This is an old version of this page.

Go to most recent version Browse history

CRM stands for "Customer Relationship Management" but we actually use it to manage contacts and donations. It is how we send our massive newsletter once in a while.

Tutorial

Basic access

The main website is at:

https://crm.torproject.org/

It is protected by basic authentication and the site's login as well, so you actually need two sets of password to get in.

To set up basic authentication for a new user, the following command must be executed on the CiviCRM server:

htdigest /etc/apache2/htdigest 'Tor CRM' <username>

Once basic authentication is in place, the Drupal/CiviCRM login page can be accessed at: https://crm.torproject.org/user/login

Howto

Monitoring mailings

The CiviCRM server can generate large mailings, in the order of hundreds of thousands of unique email addresses.
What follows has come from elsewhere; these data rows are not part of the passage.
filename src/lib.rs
//! Patient-records portal: route table and backend API client.

pub mod config;
pub mod http;
pub mod observability;
pub mod routing;

pub use config::PortalConfig;
pub use http::{normalize_path, ApiClient, ApiError};
pub use routing::{app_routes, Navigator, RouteTable};
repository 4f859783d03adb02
//! Config flow: creates the single default config filter entry

use dcf_core::DOMAIN;
use std::collections::{BTreeSet, HashMap};
use std::sync::Arc;
use tracing::debug;

use crate::error::StepResult;
use crate::flow::{DomainFilterFlow, FlowMode, OptionsPayload};
use crate::host::EntryLookup;
use crate::manifest::ManifestSource;
use crate::result::FlowResult;
use crate::{ABORT_ALREADY_CONFIGURED, ENTRY_TITLE};

/// Creation-time behavior: nothing is disabled yet, and finishing creates
/// the entry unless one already exists.
struct NewEntry {
    entries: Arc<dyn EntryLookup>,
    unique_id: Option<String>,
}

impl NewEntry {
    fn abort_if_unique_id_configured(&self) -> Option<FlowResult> {
        let unique_id = self.unique_id.as_deref()?;
        if self.entries.is_configured(DOMAIN, unique_id) {
            debug!(unique_id = %unique_id, "Entry already configured");
            Some(FlowResult::abort(ABORT_ALREADY_CONFIGURED))
        } else {
            None
        }
    }
}

impl FlowMode for NewEntry {
    fn currently_disabled_domains(&self) -> BTreeSet<String> {
        BTreeSet::new()
    }

    fn finalize(&self, options: OptionsPayload) -> FlowResult {
        if let Some(abort) = self.abort_if_unique_id_configured() {
            return abort;
        }
        FlowResult::create_entry(ENTRY_TITLE, HashMap::new(), options)
    }
}

/// Flow that sets up the integration
pub struct ConfigFlow {
    core: DomainFilterFlow,
    mode: NewEntry,
}

impl ConfigFlow {
    pub fn new(manifests: Arc<dyn ManifestSource>, entries: Arc<dyn EntryLookup>) -> Self {
        Self {
            core: DomainFilterFlow::new(manifests),
            mode: NewEntry {
                entries,
                unique_id: None,
            },
        }
    }

    /// Unique id claimed by this flow, once a step has run
    pub fn unique_id(&self) -> Option<&str> {
        self.mode.unique_id.as_deref()
    }

    /// Always empty: a new entry has nothing disabled yet
    pub fn currently_disabled_domains(&self) -> BTreeSet<String> {
        self.mode.currently_disabled_domains()
    }

    pub async fn base_dependencies(&mut self) -> Result<BTreeSet<String>, crate::FlowError> {
        self.core.base_dependencies().await
    }

    /// Interactive entry point
    pub async fn step_user(&mut self, user_input: Option<serde_json::Value>) -> StepResult {
        self.mode.unique_id = Some(DOMAIN.to_string());
        if let Some(abort) = self.mode.abort_if_unique_id_configured() {
            return Ok(abort);
        }

        self.core.run_user_step(&self.mode, user_input).await
    }

    /// Non-interactive entry point.
    ///
    /// The mapping is stored as the entry's options as-is; callers of the
    /// import step are trusted and no domain-name check is applied.
    pub async fn step_import(
        &mut self,
        user_input: serde_json::Map<String, serde_json::Value>,
    ) -> StepResult {
        self.mode.unique_id = Some(DOMAIN.to_string());
        Ok(self.mode.finalize(user_input.into_iter().collect()))
    }
}
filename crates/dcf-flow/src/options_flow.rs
//! Options flow: edits the disabled domains of an existing entry

use dcf_config_entries::ConfigEntry;
use std::collections::{BTreeSet, HashMap};
use std::sync::Arc;
use tracing::debug;

use crate::error::StepResult;
use crate::flow::{
    is_truthy, parse_toggle, submitted, DomainFilterFlow, FlowMode, OptionsPayload,
};
use crate::host::RestartRequester;
use crate::manifest::ManifestSource;
use crate::result::{FlowForm, FlowResult, FormField};
use crate::{ABORT_RESTART_PENDING, CONF_CONFIGURE_DOMAINS, STEP_INIT};

/// Edit-time behavior: start from the entry's options, finish by replacing
/// them.
struct ExistingEntry {
    entry: ConfigEntry,
}

impl FlowMode for ExistingEntry {
    fn currently_disabled_domains(&self) -> BTreeSet<String> {
        self.entry
            .options
            .iter()
            .filter(|(_, value)| is_truthy(value))
            .map(|(domain, _)| domain.clone())
            .collect()
    }

    fn finalize(&self, options: OptionsPayload) -> FlowResult {
        debug!(entry_id = %self.entry.entry_id, ?options, "Will save options entry data");
        FlowResult::create_entry("", HashMap::new(), options)
    }
}

/// Flow that edits an existing entry
pub struct OptionsFlow {
    core: DomainFilterFlow,
    mode: ExistingEntry,
    restart: Arc<dyn RestartRequester>,
}

impl OptionsFlow {
    /// Create a flow over a snapshot of `entry`
    pub fn new(
        entry: ConfigEntry,
        manifests: Arc<dyn ManifestSource>,
        restart: Arc<dyn RestartRequester>,
    ) -> Self {
        Self {
            core: DomainFilterFlow::new(manifests),
            mode: ExistingEntry { entry },
            restart,
        }
    }

    pub fn entry(&self) -> &ConfigEntry {
        &self.mode.entry
    }

    /// Keys of the entry's options with a truthy value
    pub fn currently_disabled_domains(&self) -> BTreeSet<String> {
        self.mode.currently_disabled_domains()
    }

    pub async fn base_dependencies(&mut self) -> Result<BTreeSet<String>, crate::FlowError> {
        self.core.base_dependencies().await
    }

    /// First step.
    ///
    /// When the entry is not loaded or failed to set up, changing options
    /// has no live effect, so the user is first asked whether to configure
    /// anyway. Declining requests a restart and aborts the flow.
    pub async fn step_init(&mut self, user_input: Option<serde_json::Value>) -> StepResult {
        if self.mode.entry.state.is_inactive() {
            match submitted(user_input)? {
                None => {
                    debug!(state = ?self.mode.entry.state, "Entry inactive, asking to confirm");
                    return Ok(FlowResult::Form(FlowForm::new(
                        STEP_INIT,
                        vec![FormField::boolean(CONF_CONFIGURE_DOMAINS, false)],
                    )));
                }
                Some(input) => {
                    let configure = match input.get(CONF_CONFIGURE_DOMAINS) {
                        Some(value) => parse_toggle(CONF_CONFIGURE_DOMAINS, value)?,
                        None => false,
                    };
                    if !configure {
                        self.restart.request_restart().await?;
                        return Ok(FlowResult::abort(ABORT_RESTART_PENDING));
                    }
                }
            }
        }

        self.step_user(None).await
    }

    /// The shared domain selection step
    pub async fn step_user(&mut self, user_input: Option<serde_json::Value>) -> StepResult {
        self.core.run_user_step(&self.mode, user_input).await
    }
}
//! Domain names and constants
//!
//! Integration domains that may be disabled are restricted to the grammar
//! `[A-Za-z0-9_]+`. Anything else would produce a key the manifest patcher
//! cannot match against a dependency.

use regex::Regex;
use std::sync::OnceLock;

/// Domain of this integration, also its singleton unique id
pub const DOMAIN: &str = "default_config_filter";

/// Domain of the bundle whose dependencies are filtered
pub const DEFAULT_CONFIG_DOMAIN: &str = "default_config";

/// The `config` integration hosts the UI used to edit the filter, so it is
/// never offered for disabling.
pub const CONFIG_DOMAIN: &str = "config";

/// Domain of the host's core services
pub const HA_DOMAIN: &str = "homeassistant";

/// Service that restarts the host
pub const SERVICE_HOMEASSISTANT_RESTART: &str = "restart";

static DOMAIN_NAME_RE: OnceLock<Regex> = OnceLock::new();

fn domain_name_re() -> &'static Regex {
    DOMAIN_NAME_RE
        .get_or_init(|| Regex::new(r"^[A-Za-z0-9_]+$").expect("domain grammar is a valid regex"))
}

/// Check whether a string is an acceptable domain name.
///
/// Matches `^[A-Za-z0-9_]+$`; the empty string is rejected.
pub fn is_valid_domain_name(name: &str) -> bool {
    domain_name_re().is_match(name)
}
//! Default config filter flows
//!
//! The `default_config` bundle pulls in a fixed list of integrations. This
//! crate implements the config flow and options flow that let a user pick
//! which of those integrations to disable, plus any extra domains typed in
//! by hand. The result is stored as the options of a single config entry,
//! `{domain: true}` for every disabled domain.
//!
//! # Flows
//!
//! - [`ConfigFlow`] creates the (singleton) entry, interactively or through
//!   the `import` step.
//! - [`OptionsFlow`] edits an existing entry, offering a host restart
//!   instead when the entry is not running.
//! - [`FlowManager`] tracks in-progress flows by id and applies their
//!   results to [`dcf_config_entries::ConfigEntries`].
//!
//! Both flows share one step, [`DomainFilterFlow::run_user_step`], which is
//! parameterized by a [`FlowMode`].

pub mod config_flow;
pub mod error;
pub mod flow;
pub mod host;
pub mod manager;
pub mod manifest;
pub mod options_flow;
pub mod result;
pub mod validation;

pub use config_flow::ConfigFlow;
pub use error::{FlowError, StepResult};
pub use flow::{disabled_options, DomainFilterFlow, FlowMode, OptionsPayload};
pub use host::{EntryLookup, RestartRequester};
pub use manager::{FlowHandler, FlowManager, FlowSource};
pub use manifest::{
    extract_manifest_dependencies, FileManifestSource, IntegrationManifest, ManifestError,
    ManifestSource, StaticManifestSource,
};
pub use options_flow::OptionsFlow;
pub use result::{CreatedEntry, FieldKind, FlowForm, FlowResponse, FlowResult, FormField};
pub use validation::{parse_extra_domains, InvalidDomains};

/// Multi-select of domains to disable
pub const CONF_DISABLED_DOMAINS: &str = "disabled_domains";
/// Free-text, comma-separated extra domains to disable
pub const CONF_EXTRA_DOMAINS: &str = "extra_domains";
/// "Configure anyway" toggle shown for inactive entries
pub const CONF_CONFIGURE_DOMAINS: &str = "configure_domains";

/// Description placeholder listing rejected extra domains
pub const FMT_FAILED_DOMAINS: &str = "failed_domains";

/// Field error for malformed extra domains
pub const ERROR_INVALID_FORMAT: &str = "invalid_format";

pub const ABORT_ALREADY_CONFIGURED: &str = "already_configured";
pub const ABORT_RESTART_PENDING: &str = "restart_pending";

pub const STEP_USER: &str = "user";
pub const STEP_INIT: &str = "init";
pub const STEP_IMPORT: &str = "import";

/// Title of the entry created by the config flow
pub const ENTRY_TITLE: &str = "Default Config Override";
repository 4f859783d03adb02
//! Error types for configuration loading

use std::path::PathBuf;
use thiserror::Error;

/// Result type for configuration operations
pub type ConfigResult<T> = Result<T, ConfigError>;

/// Errors that can occur during configuration loading
#[derive(Debug, Error)]
pub enum ConfigError {
    /// Failed to read a file
    #[error("failed to read file {path}: {source}")]
    ReadFile {
        path: PathBuf,
        #[source]
        source: std::io::Error,
    },

    /// Failed to parse YAML
    #[error("failed to parse YAML in {path}: {source}")]
    ParseYaml {
        path: PathBuf,
        #[source]
        source: serde_yaml::Error,
    },

    /// Invalid configuration value
    #[error("invalid configuration value for '{key}': {reason}")]
    InvalidValue { key: String, reason: String },
}
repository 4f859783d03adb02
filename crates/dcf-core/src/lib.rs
//! Core types for the default config filter
//!
//! This crate provides the small set of types shared by every other crate in
//! the workspace: the [`Context`] carried by service calls, the
//! [`ServiceCall`] itself, and the domain-name constants and grammar used to
//! decide which integrations can be disabled.

mod context;
pub mod domains;
mod service_call;

pub use context::Context;
pub use domains::{
    is_valid_domain_name, CONFIG_DOMAIN, DEFAULT_CONFIG_DOMAIN, DOMAIN, HA_DOMAIN,
    SERVICE_HOMEASSISTANT_RESTART,
};
pub use service_call::{ServiceCall, SupportsResponse};
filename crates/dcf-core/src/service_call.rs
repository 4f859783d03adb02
//! Service call type

use crate::Context;
use serde::{Deserialize, Serialize};

/// A call to a host service, such as `homeassistant.restart`
#[derive(Debug, Clone, Serialize, Deserialize)]
pub struct ServiceCall {
    /// The domain the service belongs to (e.g., "homeassistant")
    pub domain: String,

    /// The service name (e.g., "restart")
    pub service: String,

    /// Data passed to the service
    pub service_data: serde_json::Value,

    /// Context tracking who initiated this call
    pub context: Context,
}

impl ServiceCall {
    /// Create a new service call
    pub fn new(
        domain: impl Into<String>,
        service: impl Into<String>,
        service_data: serde_json::Value,
        context: Context,
    ) -> Self {
        Self {
            domain: domain.into(),
            service: service.into(),
            service_data,
            context,
        }
    }

    /// Create a service call with empty service data
    pub fn simple(domain: impl Into<String>, service: impl Into<String>, context: Context) -> Self {
        Self::new(
            domain,
            service,
            serde_json::Value::Object(Default::default()),
            context,
        )
    }

    /// Get the full service identifier (domain.service)
    pub fn service_id(&self) -> String {
        format!("{}.{}", self.domain, self.service)
    }
}

/// Whether a service supports returning a response
#[derive(Debug, Clone, Copy, PartialEq, Eq, Default, Serialize, Deserialize)]
#[serde(rename_all = "lowercase")]
pub enum SupportsResponse {
    /// Service never returns a response
    #[default]
    None,
    /// Service may optionally return a response
    Optional,
    /// Service always returns a response
    Only,
}
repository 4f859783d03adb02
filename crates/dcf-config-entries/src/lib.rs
//! Config Entries
//!
//! A config entry is the host's record of one configured integration
//! instance. For the default config filter there is at most one entry, and
//! its `options` hold the disabled-domain mapping.
//!
//! # Key Types
//!
//! - [`ConfigEntry`] - A single integration configuration
//! - [`ConfigEntryState`] - Lifecycle state of an entry
//! - [`ConfigEntries`] - Manager for all config entries

pub mod entry;
pub mod manager;
pub mod state_machine;

pub use entry::{ConfigEntry, ConfigEntrySource, ConfigEntryState, ConfigEntryUpdate};
pub use manager::{ConfigEntries, ConfigEntriesError, ConfigEntriesResult, SetupHandler};
pub use state_machine::InvalidTransition;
Those can create significant load on the server if mishandled, and worse, trigger blocking at various providers if not correctly rate-limited.

For this, we have various knobs and tools:

Grafana dashboard watching the two main mailservers
Place to enable/disable mailing (grep for Send sched...)
Where the batches are defined
The Civimail interface should show the latest mailings (when clicking twice on "STARTED", from there click the Report button to see how many mails have been sent, bounced, etc

The Grafana dashboard is based on metrics from Prometheus, which can be inspected live with the following command:

curl -s localhost:3903/metrics | grep -v -e ^go_ -e '^#' -e '^mtail' -e ^process -e _tls_; postfix-queues-sizes

Using lnav can also be useful to monitor logs in real time, as it provides per-queue ID navigation, marks warnings (deferred messages) in yellow and errors (bounces) in red.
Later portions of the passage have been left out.